Here, people who can't stop talking about branding seem to translate the idea as a kind of all-inclusive corporate mind-meld in which miniature versions of your logo manifest themselves in a collective consumer imagination. On the Internet, branding should be better understood as reaching a target demographic with a memorable message, reinforcing that message, acquiring customers through profit-generating marketing agendas, and maintaining brand contact with them through various channels - from email to advertising.

A solid campaign begins, of course, by understanding your target audience, the marketing strategies of your competition, where you should be marketing your message, and where, in that message, you can elevate value and clarify benefits as you differentiate. Who your customers are - and what they want - will dictate your graphical and textual content. And all your messages (in all the places they show up) should be designed to mutually support each other, from domain name to logo to web page layout to website and ad content.

Where do you brand?

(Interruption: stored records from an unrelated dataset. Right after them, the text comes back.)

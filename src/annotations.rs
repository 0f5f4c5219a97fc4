//! Drugs and their categories make up the metadata of the drug gene sets
//!
//! Each [`Drug`] is identified by its name, the same name that is used for the
//! individual drug gene sets in MAGMA. Drugs are grouped into categories
//! according to a [`CategoryScheme`](crate::CategoryScheme):
//!
//! - ATC level 3 codes (a drug can belong to several codes)
//! - mechanism of action
//! - clinical indication
//!
//! All drugs are collected in [`DrugMetadata`].

mod drug;
pub use drug::{AtcCodes, Drug, DrugMetadata};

Everywhere you can - and always communicate your primary, differentiating message. The company I work for promotes the message of comprehensive, integrated ecommerce services. More importantly, the benefits we brand are the convenience of working with just one ecommerce provider (instead of the headache of several), the reassurance of enhanced customer service, and the affordability that comes with utilizing integrated ecommerce systems/services. The message: 'One Partner for all your ecommerce needs'.

Ultimately, there are dozens of ways to get your brand across - from dead-on graphics and say-it-all catchphrases to viral marketing and even those little IE bookmarking icons. But on the Internet, it pays to simplify, to focus on content, to push the value of your product, and to sell the tangible benefits of your service.

That's not to say you should ignore image or the impact of a uniquely designed website. It's just that image should serve your primary message of differentiated benefits and unique value.